START RECORDS SUPPLIED
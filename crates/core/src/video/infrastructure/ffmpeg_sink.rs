use std::path::{Path, PathBuf};

use ffmpeg_next::{Rational, Rescale};

use crate::shared::audio_sample::AudioSample;
use crate::shared::error::EncodingError;
use crate::shared::frame::Frame;
use crate::shared::orientation::Orientation;
use crate::shared::video_asset::{TimeBase, VideoAsset};
use crate::video::domain::frame_sink::FrameSink;

/// Largest time-base denominator the MPEG-4 Part 2 encoder accepts.
const MAX_MPEG4_TIME_BASE_DEN: i32 = 65_535;

const FALLBACK_FPS: i32 = 30;

/// Encodes frames to MPEG-4 and stream-copies the source's audio track.
///
/// Frame timestamps from the source are kept (rescaled to an exact coarser
/// time base if the encoder cannot use the source's). The source orientation
/// is written as the output track's display matrix.
pub struct FfmpegSink {
    output_path: Option<PathBuf>,
    octx: Option<ffmpeg_next::format::context::Output>,
    encoder: Option<ffmpeg_next::codec::encoder::video::Encoder>,
    scaler: Option<ffmpeg_next::software::scaling::Context>,
    width: u32,
    height: u32,
    source_time_base: Rational,
    encoder_time_base: Rational,
    ticks_per_frame: i64,
    last_pts: Option<i64>,
    video_stream_index: usize,
    audio_stream_index: Option<usize>,
    frames_written: usize,
}

// Safety: FfmpegSink is only used from a single thread at a time.
// The raw pointers inside ffmpeg types are not shared across threads.
unsafe impl Send for FfmpegSink {}

impl FfmpegSink {
    pub fn new() -> Self {
        Self {
            output_path: None,
            octx: None,
            encoder: None,
            scaler: None,
            width: 0,
            height: 0,
            source_time_base: Rational(1, FALLBACK_FPS),
            encoder_time_base: Rational(1, FALLBACK_FPS),
            ticks_per_frame: 1,
            last_pts: None,
            video_stream_index: 0,
            audio_stream_index: None,
            frames_written: 0,
        }
    }

    pub fn frames_written(&self) -> usize {
        self.frames_written
    }

    /// Output pts for a frame, in encoder ticks, strictly after the last one.
    fn next_pts(&mut self, frame: &Frame) -> i64 {
        let candidate = match frame.pts() {
            Some(pts) if self.source_time_base == self.encoder_time_base => pts,
            Some(pts) => pts.rescale(self.source_time_base, self.encoder_time_base),
            None => frame.index() as i64 * self.ticks_per_frame,
        };
        let pts = match self.last_pts {
            Some(last) if candidate <= last => last + 1,
            _ => candidate,
        };
        self.last_pts = Some(pts);
        pts
    }

    fn drain_encoder(&mut self) -> Result<(), EncodingError> {
        let (Some(encoder), Some(octx)) = (self.encoder.as_mut(), self.octx.as_mut()) else {
            return Err("FfmpegSink: not opened".into());
        };
        let ost_time_base = octx
            .stream(self.video_stream_index)
            .ok_or("FfmpegSink: missing video stream")?
            .time_base();

        let mut encoded = ffmpeg_next::Packet::empty();
        while encoder.receive_packet(&mut encoded).is_ok() {
            encoded.set_stream(self.video_stream_index);
            encoded.rescale_ts(self.encoder_time_base, ost_time_base);
            encoded.write_interleaved(octx)?;
        }
        Ok(())
    }

    fn reset(&mut self) {
        self.octx = None;
        self.encoder = None;
        self.scaler = None;
        self.audio_stream_index = None;
        self.last_pts = None;
    }
}

impl Default for FfmpegSink {
    fn default() -> Self {
        Self::new()
    }
}

impl FrameSink for FfmpegSink {
    fn open(&mut self, path: &Path, asset: &VideoAsset) -> Result<(), EncodingError> {
        ffmpeg_next::init()?;

        self.width = asset.width;
        self.height = asset.height;
        self.output_path = Some(path.to_path_buf());
        self.frames_written = 0;
        self.last_pts = None;

        let fps = match asset.fps.round() as i32 {
            f if f > 0 => f,
            _ => FALLBACK_FPS,
        };
        self.source_time_base = to_rational(asset.time_base);
        self.encoder_time_base =
            encoder_time_base(asset.time_base, asset.fps).unwrap_or(Rational(1, fps));
        self.ticks_per_frame = (self.encoder_time_base.denominator() as i64
            / (self.encoder_time_base.numerator().max(1) as i64 * fps as i64))
            .max(1);

        let mut octx = ffmpeg_next::format::output(path)?;
        let global_header = octx
            .format()
            .flags()
            .contains(ffmpeg_next::format::Flags::GLOBAL_HEADER);

        // MPEG4 as a widely available encoder
        let codec = ffmpeg_next::encoder::find(ffmpeg_next::codec::Id::MPEG4)
            .ok_or("MPEG4 encoder not found")?;

        let mut ost = octx.add_stream(Some(codec))?;
        let mut encoder_ctx = ffmpeg_next::codec::context::Context::new_with_codec(codec)
            .encoder()
            .video()?;
        encoder_ctx.set_width(asset.width);
        encoder_ctx.set_height(asset.height);
        encoder_ctx.set_format(ffmpeg_next::format::Pixel::YUV420P);
        encoder_ctx.set_time_base(self.encoder_time_base);
        encoder_ctx.set_frame_rate(Some(Rational(fps, 1)));
        if global_header {
            encoder_ctx.set_flags(ffmpeg_next::codec::Flags::GLOBAL_HEADER);
        }

        let encoder = encoder_ctx.open_with(ffmpeg_next::Dictionary::new())?;
        ost.set_parameters(&encoder);
        ost.set_time_base(self.encoder_time_base);
        if asset.orientation != Orientation::Up {
            attach_display_matrix(&mut ost, asset.orientation)?;
        }
        self.video_stream_index = ost.index();

        self.audio_stream_index = match (&asset.source_path, asset.has_audio) {
            (Some(source), true) => add_audio_stream(&mut octx, source)?,
            _ => None,
        };

        octx.write_header()?;

        let scaler = ffmpeg_next::software::scaling::Context::get(
            ffmpeg_next::format::Pixel::RGB24,
            asset.width,
            asset.height,
            ffmpeg_next::format::Pixel::YUV420P,
            asset.width,
            asset.height,
            ffmpeg_next::software::scaling::Flags::BILINEAR,
        )?;

        self.octx = Some(octx);
        self.encoder = Some(encoder);
        self.scaler = Some(scaler);

        Ok(())
    }

    fn write_frame(&mut self, frame: &Frame) -> Result<(), EncodingError> {
        if self.encoder.is_none() {
            return Err("FfmpegSink: not opened".into());
        }
        if frame.width() != self.width || frame.height() != self.height || frame.channels() != 3 {
            return Err(EncodingError(format!(
                "frame {} is {}x{}x{}, expected {}x{}x3",
                frame.index(),
                frame.width(),
                frame.height(),
                frame.channels(),
                self.width,
                self.height
            )));
        }

        let mut rgb_frame = ffmpeg_next::util::frame::video::Video::new(
            ffmpeg_next::format::Pixel::RGB24,
            self.width,
            self.height,
        );
        let stride = rgb_frame.stride(0);
        let row_bytes = self.width as usize * 3;
        let dst = rgb_frame.data_mut(0);
        for (row, src) in frame.data().chunks_exact(row_bytes).enumerate() {
            dst[row * stride..row * stride + row_bytes].copy_from_slice(src);
        }

        let pts = self.next_pts(frame);
        let mut yuv_frame = ffmpeg_next::util::frame::video::Video::empty();
        if let Some(scaler) = self.scaler.as_mut() {
            scaler.run(&rgb_frame, &mut yuv_frame)?;
        }
        yuv_frame.set_pts(Some(pts));

        if let Some(encoder) = self.encoder.as_mut() {
            encoder.send_frame(&yuv_frame)?;
        }
        self.drain_encoder()?;
        self.frames_written += 1;
        Ok(())
    }

    fn write_audio(&mut self, sample: &AudioSample) -> Result<(), EncodingError> {
        let octx = self.octx.as_mut().ok_or("FfmpegSink: not opened")?;
        let index = self
            .audio_stream_index
            .ok_or("FfmpegSink: output has no audio stream")?;
        let ost_time_base = octx
            .stream(index)
            .ok_or("FfmpegSink: missing audio stream")?
            .time_base();

        let mut packet = ffmpeg_next::Packet::copy(&sample.data);
        packet.set_pts(sample.pts);
        packet.set_dts(sample.dts);
        packet.set_duration(sample.duration);
        if sample.is_key {
            packet.set_flags(ffmpeg_next::codec::packet::Flags::KEY);
        }
        packet.set_stream(index);
        packet.set_position(-1);
        packet.rescale_ts(to_rational(sample.time_base), ost_time_base);
        packet.write_interleaved(octx)?;
        Ok(())
    }

    fn finish(&mut self) -> Result<(), EncodingError> {
        let Some(encoder) = self.encoder.as_mut() else {
            return Err("FfmpegSink: not opened".into());
        };
        encoder.send_eof()?;
        self.drain_encoder()?;
        if let Some(octx) = self.octx.as_mut() {
            octx.write_trailer()?;
        }
        log::debug!(
            "Finalized {} ({} frames)",
            self.output_path
                .as_deref()
                .map(|p| p.display().to_string())
                .unwrap_or_default(),
            self.frames_written
        );
        self.reset();
        Ok(())
    }

    fn abort(&mut self) {
        self.reset();
        if let Some(path) = self.output_path.take() {
            match std::fs::remove_file(&path) {
                Ok(()) => log::debug!("Removed partial output {}", path.display()),
                Err(e) if e.kind() == std::io::ErrorKind::NotFound => {}
                Err(e) => log::warn!("Could not remove partial output {}: {e}", path.display()),
            }
        }
    }
}

fn to_rational(tb: TimeBase) -> Rational {
    Rational(tb.num, tb.den)
}

/// A time base the MPEG-4 encoder accepts that still represents the source
/// frame timestamps exactly.
///
/// The source time base itself when its denominator fits. Otherwise the
/// finest coarsening `num / (den / k)` whose factor `k` divides both the
/// denominator and the nominal frame duration in source ticks, so 1/90000 at
/// 29.97 fps becomes 1/30000. `None` when no such factor exists.
fn encoder_time_base(source: TimeBase, fps: f64) -> Option<Rational> {
    if source.num <= 0 || source.den <= 0 {
        return None;
    }
    if source.den <= MAX_MPEG4_TIME_BASE_DEN {
        return Some(to_rational(source));
    }

    let den = i64::from(source.den);
    let frame_ticks = if fps > 0.0 {
        (den as f64 / (f64::from(source.num) * fps)).round() as i64
    } else {
        0
    };
    let common = if frame_ticks > 0 { gcd(den, frame_ticks) } else { den };

    (2..=common)
        .filter(|k| common % k == 0)
        .find(|k| den / k <= i64::from(MAX_MPEG4_TIME_BASE_DEN))
        .map(|k| Rational(source.num, (den / k) as i32))
}

fn gcd(mut a: i64, mut b: i64) -> i64 {
    while b != 0 {
        (a, b) = (b, a % b);
    }
    a.abs()
}

/// 3x3 display matrix (16.16 fixed point, last entry 2.30) that shows the
/// stored frame rotated clockwise by `orientation`.
pub(crate) fn display_matrix(orientation: Orientation) -> [i32; 9] {
    const ONE: i32 = 1 << 16;
    let (cos, sin) = match orientation {
        Orientation::Up => (ONE, 0),
        Orientation::Right => (0, ONE),
        Orientation::Down => (-ONE, 0),
        Orientation::Left => (0, -ONE),
    };
    [cos, sin, 0, -sin, cos, 0, 0, 0, 1 << 30]
}

/// Adds the orientation to the stream's coded side data, where the MP4
/// muxer reads the track matrix from. Must run after the codec parameters
/// are set and before the header is written.
pub(crate) fn attach_display_matrix(
    ost: &mut ffmpeg_next::format::stream::StreamMut<'_>,
    orientation: Orientation,
) -> Result<(), EncodingError> {
    let bytes: Vec<u8> = display_matrix(orientation)
        .iter()
        .flat_map(|v| v.to_le_bytes())
        .collect();

    unsafe {
        let par = (*ost.as_mut_ptr()).codecpar;
        if par.is_null() {
            return Err("FfmpegSink: stream has no codec parameters".into());
        }
        let side_data = ffmpeg_next::ffi::av_packet_side_data_new(
            &mut (*par).coded_side_data,
            &mut (*par).nb_coded_side_data,
            ffmpeg_next::ffi::AVPacketSideDataType::AV_PKT_DATA_DISPLAYMATRIX,
            bytes.len(),
            0,
        );
        if side_data.is_null() || (*side_data).data.is_null() {
            return Err("FfmpegSink: could not allocate display matrix".into());
        }
        std::ptr::copy_nonoverlapping(bytes.as_ptr(), (*side_data).data, bytes.len());
    }
    Ok(())
}

/// Adds an output stream with the source's audio codec parameters for
/// stream copy. Returns its index, or `None` if the source has no audio.
fn add_audio_stream(
    octx: &mut ffmpeg_next::format::context::Output,
    source: &Path,
) -> Result<Option<usize>, EncodingError> {
    let ictx = ffmpeg_next::format::input(source)?;
    let Some(stream) = ictx.streams().best(ffmpeg_next::media::Type::Audio) else {
        return Ok(None);
    };

    let mut ost = octx.add_stream(ffmpeg_next::encoder::find(ffmpeg_next::codec::Id::None))?;
    ost.set_parameters(stream.parameters());
    ost.set_time_base(stream.time_base());
    unsafe {
        (*ost.parameters().as_mut_ptr()).codec_tag = 0;
    }
    Ok(Some(ost.index()))
}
END RECORDS SUPPLIED
**PROBLEM REQUIREMENTS**
Working from the records above, write out verbatim only the lines from the line containing "if side_data.is_null() ||" through the line containing "-> Result<Option<usize>, EncodingError>".

**RESPONSE TO THIS TASK**
        if side_data.is_null() || (*side_data).data.is_null() {
            return Err("FfmpegSink: could not allocate display matrix".into());
        }
        std::ptr::copy_nonoverlapping(bytes.as_ptr(), (*side_data).data, bytes.len());
    }
    Ok(())
}

/// Adds an output stream with the source's audio codec parameters for
/// stream copy. Returns its index, or `None` if the source has no audio.
fn add_audio_stream(
    octx: &mut ffmpeg_next::format::context::Output,
    source: &Path,
) -> Result<Option<usize>, EncodingError> {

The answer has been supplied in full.